Work order => Looking at the data, count the lines where the word "PaintColor" occurs and answer with only the number.

++++ Given information

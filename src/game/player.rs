//! Player record held by the relay for each joined connection

use serde::Serialize;
use uuid::Uuid;

use crate::util::time::unix_millis;
use crate::ws::protocol::{PaintColor, Team, Vec3, Weapon};

pub const MAX_HEALTH: u32 = 100;

/// Splat left on a player by someone else's paintball
#[derive(Debug, Clone, PartialEq, Serialize)]
#[serde(rename_all = "camelCase")]
pub struct PaintHit {
    pub color: PaintColor,
    pub shooter_id: Uuid,
    pub timestamp: u64,
}

/// Player state in the match (last reported pose, server-owned counters)
#[derive(Debug, Clone, Serialize)]
#[serde(rename_all = "camelCase")]
pub struct Player {
    pub id: Uuid,
    pub name: String,

    pub position: Vec3,
    pub rotation: Vec3,

    pub health: u32,
    pub score: u32,
    pub hits: u32,
    pub weapon: Weapon,
    pub team: Team,
    pub spawn_index: usize,

    // Cosmetics
    pub paint_color: PaintColor,
    pub original_color: PaintColor,
    pub paint_hits: Vec<PaintHit>,

    /// Join order within the current match, used as the tie-break
    #[serde(skip)]
    pub join_seq: u64,
}

impl Player {
    pub fn new(
        id: Uuid,
        name: String,
        team: Team,
        color: PaintColor,
        spawn_index: usize,
        spawn: Vec3,
        join_seq: u64,
    ) -> Self {
        Self {
            id,
            name,
            position: spawn,
            rotation: Vec3::default(),
            health: MAX_HEALTH,
            score: 0,
            hits: 0,
            weapon: Weapon::Pistol,
            team,
            spawn_index,
            paint_color: color,
            original_color: color,
            paint_hits: Vec::new(),
            join_seq,
        }
    }

    /// Display name fallback when the client did not send one
    pub fn default_name(id: Uuid) -> String {
        format!("Player_{}", &id.simple().to_string()[..6])
    }

    pub fn is_eliminated(&self) -> bool {
        self.health == 0
    }

    /// Record a paint splat and take on its colour
    pub fn splat(&mut self, color: PaintColor, shooter_id: Uuid) {
        self.paint_hits.push(PaintHit {
            color,
            shooter_id,
            timestamp: unix_millis(),
        });
        self.paint_color = color;
    }

    pub fn respawn_at(&mut self, spawn_index: usize, position: Vec3) {
        self.health = MAX_HEALTH;
        self.spawn_index = spawn_index;
        self.position = position;
    }
}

++++++++

Exercise output => 6